▶ [Source records]:
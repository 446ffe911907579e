//! Plant score extraction from free-form oracle output.
//!
//! The oracle is asked for JSON, but replies are not always well formed. When no
//! structured `plant_score` is available the orchestrator falls back to
//! [`extract_plant_score`], which looks for the two phrasings models tend to use:
//! `Score: 85` and `7/10`.

use regex::Regex;
use std::sync::OnceLock;

fn score_label_pattern() -> &'static Regex {
    static RE: OnceLock<Regex> = OnceLock::new();
    RE.get_or_init(|| Regex::new(r"(?i)score[:\s]*(\d+)").expect("valid score regex"))
}

fn out_of_ten_pattern() -> &'static Regex {
    static RE: OnceLock<Regex> = OnceLock::new();
    // `\b` keeps "85/100" from being read as "85/10"
    RE.get_or_init(|| Regex::new(r"(\d+)\s*/\s*10\b").expect("valid ratio regex"))
}

/// Extract a 0-100 plant score from free text.
///
/// Tries `score <n>` first (accepted when `n` is within 0..=100), then `<n>/10`
/// (accepted when `n` is within 0..=10, scaled to 0..=100). Returns `None` when
/// neither pattern yields an in-range value.
pub fn extract_plant_score(text: &str) -> Option<f64> {
    if let Some(caps) = score_label_pattern().captures(text) {
        if let Ok(score) = caps[1].parse::<u64>() {
            if score <= 100 {
                return Some(score as f64);
            }
        }
    }

    if let Some(caps) = out_of_ten_pattern().captures(text) {
        if let Ok(score) = caps[1].parse::<u64>() {
            if score <= 10 {
                return Some((score as f64 / 10.0) * 100.0);
            }
        }
    }

    None
}

/// Accept a structured score only if it is a finite value in 0..=100.
pub fn normalize_score(value: f64) -> Option<f64> {
    if value.is_finite() && (0.0..=100.0).contains(&value) {
        Some(value)
    } else {
        None
    }
}

#[cfg(test)]
mod tests {
    use super::*;

    #[test]
    fn test_labelled_score() {
        assert_eq!(extract_plant_score("Score: 85"), Some(85.0));
        assert_eq!(extract_plant_score("Healthy, score 92"), Some(92.0));
        assert_eq!(extract_plant_score("PLANT SCORE:70 overall"), Some(70.0));
        assert_eq!(extract_plant_score("score0"), Some(0.0));
    }

    #[test]
    fn test_out_of_ten_score() {
        assert_eq!(extract_plant_score("score of 7/10"), Some(70.0));
        assert_eq!(extract_plant_score("I'd rate it 10 / 10"), Some(100.0));
        assert_eq!(extract_plant_score("85/100"), None);
    }

    #[test]
    fn test_out_of_range_and_missing() {
        assert_eq!(extract_plant_score("health: 150"), None);
        assert_eq!(extract_plant_score("no numbers here"), None);
        assert_eq!(extract_plant_score("Score: 150"), None);
        assert_eq!(extract_plant_score(""), None);
    }

    #[test]
    fn test_out_of_range_label_falls_through_to_ratio() {
        assert_eq!(extract_plant_score("Score: 150, roughly 8/10"), Some(80.0));
    }

    #[test]
    fn test_huge_number_does_not_panic() {
        assert_eq!(extract_plant_score("score 999999999999999999999999"), None);
    }

    #[test]
    fn test_normalize_score() {
        assert_eq!(normalize_score(72.5), Some(72.5));
        assert_eq!(normalize_score(0.0), Some(0.0));
        assert_eq!(normalize_score(100.0), Some(100.0));
        assert_eq!(normalize_score(-1.0), None);
        assert_eq!(normalize_score(f64::NAN), None);
    }
}
pub const SCHEMA: &str = r#"
-- Photos table: one row per captured image, keyed by path
CREATE TABLE IF NOT EXISTS photos (
    id INTEGER PRIMARY KEY AUTOINCREMENT,
    photo_path TEXT NOT NULL UNIQUE,
    captured_at TEXT NOT NULL,
    created_at TEXT NOT NULL DEFAULT CURRENT_TIMESTAMP
);

CREATE INDEX IF NOT EXISTS idx_photos_captured_at ON photos(captured_at);

-- AI analysis: at most one per photo, overwritten on re-analysis
CREATE TABLE IF NOT EXISTS ai_analysis (
    id INTEGER PRIMARY KEY AUTOINCREMENT,
    photo_id INTEGER NOT NULL UNIQUE,
    description TEXT NOT NULL,
    plant_score REAL,
    analyzed_at TEXT NOT NULL DEFAULT (strftime('%Y-%m-%d %H:%M:%f', 'now')),
    FOREIGN KEY (photo_id) REFERENCES photos(id)
);

CREATE INDEX IF NOT EXISTS idx_ai_analysis_analyzed_at ON ai_analysis(analyzed_at);
"#;

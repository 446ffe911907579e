use std::path::{Path, PathBuf};
use std::time::SystemTime;
use walkdir::WalkDir;

use crate::error::{PipelineError, Result};

/// Whether `path` has one of the allowed image extensions (case-insensitive).
pub fn is_allowed_image(path: &Path, extensions: &[String]) -> bool {
    match path.extension() {
        Some(ext) => {
            let ext_lower = ext.to_string_lossy().to_lowercase();
            extensions
                .iter()
                .any(|e| e.trim_start_matches('.').to_lowercase() == ext_lower)
        }
        None => false,
    }
}

/// Find the most recently modified image directly inside `directory`.
///
/// Subdirectories are not searched. Equal modification times are broken by
/// path so the choice is deterministic.
pub fn latest_image(directory: &Path, extensions: &[String]) -> Result<PathBuf> {
    if !directory.is_dir() {
        return Err(PipelineError::NoPhotosFound(directory.to_path_buf()));
    }

    let mut latest: Option<(SystemTime, PathBuf)> = None;

    for entry in WalkDir::new(directory)
        .min_depth(1)
        .max_depth(1)
        .follow_links(true)
        .into_iter()
        .filter_map(|e| e.ok())
    {
        let path = entry.path();
        if !path.is_file() || !is_allowed_image(path, extensions) {
            continue;
        }

        let modified = match entry.metadata().ok().and_then(|m| m.modified().ok()) {
            Some(t) => t,
            None => continue,
        };

        let newer = match &latest {
            Some((best_time, best_path)) => {
                (modified, path) > (*best_time, best_path.as_path())
            }
            None => true,
        };
        if newer {
            latest = Some((modified, path.to_path_buf()));
        }
    }

    latest
        .map(|(_, path)| path)
        .ok_or_else(|| PipelineError::NoPhotosFound(directory.to_path_buf()))
}

/// MIME type for an image path, judged by extension. Unknown types are sent
/// as JPEG.
pub fn mime_type_for(path: &Path) -> &'static str {
    let ext = path
        .extension()
        .map(|e| e.to_string_lossy().to_lowercase())
        .unwrap_or_default();
    match ext.as_str() {
        "jpg" | "jpeg" => "image/jpeg",
        "png" => "image/png",
        "gif" => "image/gif",
        "webp" => "image/webp",
        "heic" => "image/heic",
        "heif" => "image/heif",
        _ => "image/jpeg",
    }
}
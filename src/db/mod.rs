//! Observation store: SQLite-backed record of captured photos and their analyses.
//!
//! Two tables, `photos` and `ai_analysis`, linked 1:0-or-1 by `photo_id`.
//! Every write runs in its own IMMEDIATE transaction so that overlapping runs
//! (two cron invocations, say) are serialized by SQLite rather than by us.

mod analysis;
mod photos;
mod schema;

use chrono::NaiveDateTime;
use rusqlite::Connection;
use std::path::Path;
use std::time::Duration;

use crate::error::Result;

pub use schema::SCHEMA;

/// Format used for timestamps written by the application.
pub const TIMESTAMP_FORMAT: &str = "%Y-%m-%d %H:%M:%S";

pub fn format_timestamp(ts: &NaiveDateTime) -> String {
    ts.format(TIMESTAMP_FORMAT).to_string()
}

/// A captured image registered in the store.
#[derive(Debug, Clone, PartialEq)]
pub struct Photo {
    pub id: i64,
    pub path: String,
    pub captured_at: NaiveDateTime,
    pub created_at: NaiveDateTime,
}

/// Joined view of a photo and its analysis.
#[derive(Debug, Clone, PartialEq)]
pub struct Observation {
    pub photo_id: i64,
    pub photo_path: String,
    pub captured_at: NaiveDateTime,
    pub description: String,
    pub plant_score: Option<f64>,
    pub analyzed_at: NaiveDateTime,
}

#[derive(Debug, Clone, Copy, PartialEq)]
pub struct ScorePoint {
    pub captured_at: NaiveDateTime,
    pub plant_score: f64,
}

/// Result of [`Database::record_analysis`].
#[derive(Debug, Clone, Copy, PartialEq, Eq)]
pub enum RecordOutcome {
    /// A new analysis row was created; carries its row id.
    Inserted(i64),
    /// An existing analysis was overwritten; carries the photo id it belongs to.
    Updated(i64),
}

impl RecordOutcome {
    /// The identity of the analysis now associated with the photo.
    ///
    /// For an overwrite this is the photo id, not an analysis row id.
    pub fn id(&self) -> i64 {
        match self {
            RecordOutcome::Inserted(id) | RecordOutcome::Updated(id) => *id,
        }
    }

    pub fn is_update(&self) -> bool {
        matches!(self, RecordOutcome::Updated(_))
    }
}

/// The write half of the store, as seen by the analysis orchestrator.
pub trait AnalysisSink {
    fn register_photo(&self, path: &Path, captured_at: Option<NaiveDateTime>) -> Result<i64>;

    fn record_analysis(
        &self,
        photo_id: i64,
        description: &str,
        plant_score: Option<f64>,
    ) -> Result<RecordOutcome>;
}

pub struct Database {
    pub(crate) conn: Connection,
}

impl Database {
    pub fn open(path: &Path) -> Result<Self> {
        if let Some(parent) = path.parent() {
            if !parent.as_os_str().is_empty() {
                std::fs::create_dir_all(parent)?;
            }
        }
        let conn = Connection::open(path)?;
        Self::configure(conn)
    }

    pub fn open_in_memory() -> Result<Self> {
        let conn = Connection::open_in_memory()?;
        Self::configure(conn)
    }

    fn configure(conn: Connection) -> Result<Self> {
        conn.pragma_update(None, "foreign_keys", true)?;
        conn.busy_timeout(Duration::from_secs(5))?;
        Ok(Self { conn })
    }

    pub fn initialize(&self) -> Result<()> {
        self.conn.execute_batch(SCHEMA)?;
        Ok(())
    }
}

impl AnalysisSink for Database {
    fn register_photo(&self, path: &Path, captured_at: Option<NaiveDateTime>) -> Result<i64> {
        Database::register_photo(self, path, captured_at)
    }

    fn record_analysis(
        &self,
        photo_id: i64,
        description: &str,
        plant_score: Option<f64>,
    ) -> Result<RecordOutcome> {
        Database::record_analysis(self, photo_id, description, plant_score)
    }
}

#[cfg(test)]
pub(crate) fn test_db() -> Database {
    let db = Database::open_in_memory().unwrap();
    db.initialize().unwrap();
    db
}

▶ [What you are asked to do]: Transcribe the material exactly, stopping after the "if score <= 100" line.

▶ [Response area]:
repository 446ffe911907579e
//! Plant score extraction from free-form oracle output.
//!
//! The oracle is asked for JSON, but replies are not always well formed. When no
//! structured `plant_score` is available the orchestrator falls back to
//! [`extract_plant_score`], which looks for the two phrasings models tend to use:
//! `Score: 85` and `7/10`.

use regex::Regex;
use std::sync::OnceLock;

fn score_label_pattern() -> &'static Regex {
    static RE: OnceLock<Regex> = OnceLock::new();
    RE.get_or_init(|| Regex::new(r"(?i)score[:\s]*(\d+)").expect("valid score regex"))
}

fn out_of_ten_pattern() -> &'static Regex {
    static RE: OnceLock<Regex> = OnceLock::new();
    // `\b` keeps "85/100" from being read as "85/10"
    RE.get_or_init(|| Regex::new(r"(\d+)\s*/\s*10\b").expect("valid ratio regex"))
}

/// Extract a 0-100 plant score from free text.
///
/// Tries `score <n>` first (accepted when `n` is within 0..=100), then `<n>/10`
/// (accepted when `n` is within 0..=10, scaled to 0..=100). Returns `None` when
/// neither pattern yields an in-range value.
pub fn extract_plant_score(text: &str) -> Option<f64> {
    if let Some(caps) = score_label_pattern().captures(text) {
        if let Ok(score) = caps[1].parse::<u64>() {
            if score <= 100 {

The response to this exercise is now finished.